EXERCISE - Lines of the records that hold the word "Clone" are to be counted; give the number and nothing more.

[Stored items]
════════

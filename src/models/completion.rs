//! Completion record.

use serde::{Deserialize, Serialize};

use super::{Process, ProcessId};

/// Timing of one process that finished its burst.
///
/// - `turnaround_time = completion_time - arrival_time`
/// - `waiting_time = turnaround_time - burst_time`
///
/// A negative waiting time can only come from an engine defect.
#[derive(Debug, Clone, Copy, PartialEq, Eq, Serialize, Deserialize)]
pub struct Completion {
    /// The input record.
    pub process: Process,
    /// Tick at which the last slice ended.
    pub completion_time: i64,
    /// Tick at which the process first got the CPU.
    pub first_start: i64,
    /// Completion minus arrival.
    pub turnaround_time: i64,
    /// Turnaround minus burst.
    pub waiting_time: i64,
}

impl Completion {
    /// Derives turnaround and waiting time from the finish tick.
    pub fn new(process: Process, first_start: i64, completion_time: i64) -> Self {
        let turnaround_time = completion_time - process.arrival_time;
        Self {
            process,
            completion_time,
            first_start,
            turnaround_time,
            waiting_time: turnaround_time - process.burst_time,
        }
    }

    /// Id of the completed process.
    #[inline]
    pub fn process_id(&self) -> ProcessId {
        self.process.id
    }

    /// Ticks between arrival and first dispatch.
    #[inline]
    pub fn response_time(&self) -> i64 {
        self.first_start - self.process.arrival_time
    }
}
//! Process model.
//!
//! A process is one schedulable unit of CPU work. Processes are immutable
//! inputs: the engine never mutates them, it only derives completions and
//! execution intervals from them.
//!
//! # Time Representation
//! All times are integer ticks relative to the simulation epoch (t=0).

use serde::{Deserialize, Serialize};
use std::fmt;

/// Stable process identity, assigned in insertion order (1, 2, 3, ...).
///
/// Used only as the final tie-break key; never reassigned.
pub type ProcessId = u32;

/// A process to be scheduled.
#[derive(Debug, Clone, Copy, PartialEq, Eq, Hash, Serialize, Deserialize)]
pub struct Process {
    /// Insertion-order identity.
    pub id: ProcessId,
    /// Tick at which the process becomes eligible to run (must be >= 0).
    pub arrival_time: i64,
    /// Total CPU time required (must be >= 1).
    pub burst_time: i64,
    /// Scheduling priority. **Lower value = higher priority.**
    pub priority: i32,
}

impl Process {
    /// Creates a process with priority 0.
    pub fn new(id: ProcessId, arrival_time: i64, burst_time: i64) -> Self {
        Self {
            id,
            arrival_time,
            burst_time,
            priority: 0,
        }
    }

    /// Sets the priority (lower value wins).
    pub fn with_priority(mut self, priority: i32) -> Self {
        self.priority = priority;
        self
    }

    /// Display label, e.g. `P3`.
    pub fn label(&self) -> String {
        format!("P{}", self.id)
    }

    /// Whether the record satisfies `arrival >= 0` and `burst >= 1`.
    #[inline]
    pub fn is_well_formed(&self) -> bool {
        self.arrival_time >= 0 && self.burst_time >= 1
    }
}

impl fmt::Display for Process {
    fn fmt(&self, f: &mut fmt::Formatter<'_>) -> fmt::Result {
        write!(
            f,
            "P{}(arrival={}, burst={}, priority={})",
            self.id, self.arrival_time, self.burst_time, self.priority
        )
    }
}

/// Ordered process list with an insertion counter.
///
/// Mirrors an input table: each pushed row gets the next id, and
/// [`reset`](Self::reset) clears the rows and restarts numbering at 1.
#[derive(Debug, Clone, Serialize, Deserialize)]
pub struct ProcessTable {
    processes: Vec<Process>,
    next_id: ProcessId,
}

impl ProcessTable {
    /// Creates an empty table; the first pushed process gets id 1.
    pub fn new() -> Self {
        Self {
            processes: Vec::new(),
            next_id: 1,
        }
    }

    /// Appends a process with priority 0 and returns its id.
    pub fn push(&mut self, arrival_time: i64, burst_time: i64) -> ProcessId {
        self.push_with_priority(arrival_time, burst_time, 0)
    }

    /// Appends a process with an explicit priority and returns its id.
    pub fn push_with_priority(
        &mut self,
        arrival_time: i64,
        burst_time: i64,
        priority: i32,
    ) -> ProcessId {
        let id = self.next_id;
        self.processes
            .push(Process::new(id, arrival_time, burst_time).with_priority(priority));
        self.next_id += 1;
        id
    }

    /// Builder form of [`push`](Self::push).
    pub fn with_process(mut self, arrival_time: i64, burst_time: i64) -> Self {
        self.push(arrival_time, burst_time);
        self
    }

    /// Builder form of [`push_with_priority`](Self::push_with_priority).
    pub fn with_prioritized(mut self, arrival_time: i64, burst_time: i64, priority: i32) -> Self {
        self.push_with_priority(arrival_time, burst_time, priority);
        self
    }

    /// Removes every row and restarts numbering at 1.
    pub fn reset(&mut self) {
        self.processes.clear();
        self.next_id = 1;
    }

    /// Rows in insertion order.
    pub fn processes(&self) -> &[Process] {
        &self.processes
    }

    /// Looks up a row by id.
    pub fn get(&self, id: ProcessId) -> Option<&Process> {
        self.processes.iter().find(|p| p.id == id)
    }

    /// Number of rows.
    pub fn len(&self) -> usize {
        self.processes.len()
    }

    /// Whether the table has no rows.
    pub fn is_empty(&self) -> bool {
        self.processes.is_empty()
    }

    /// Sum of all burst times.
    pub fn total_burst(&self) -> i64 {
        self.processes.iter().map(|p| p.burst_time).sum()
    }
}

impl Default for ProcessTable {
    fn default() -> Self {
        Self::new()
    }
}

impl AsRef<[Process]> for ProcessTable {
    fn as_ref(&self) -> &[Process] {
        &self.processes
    }
}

════════

EXPECTED ANSWER - 3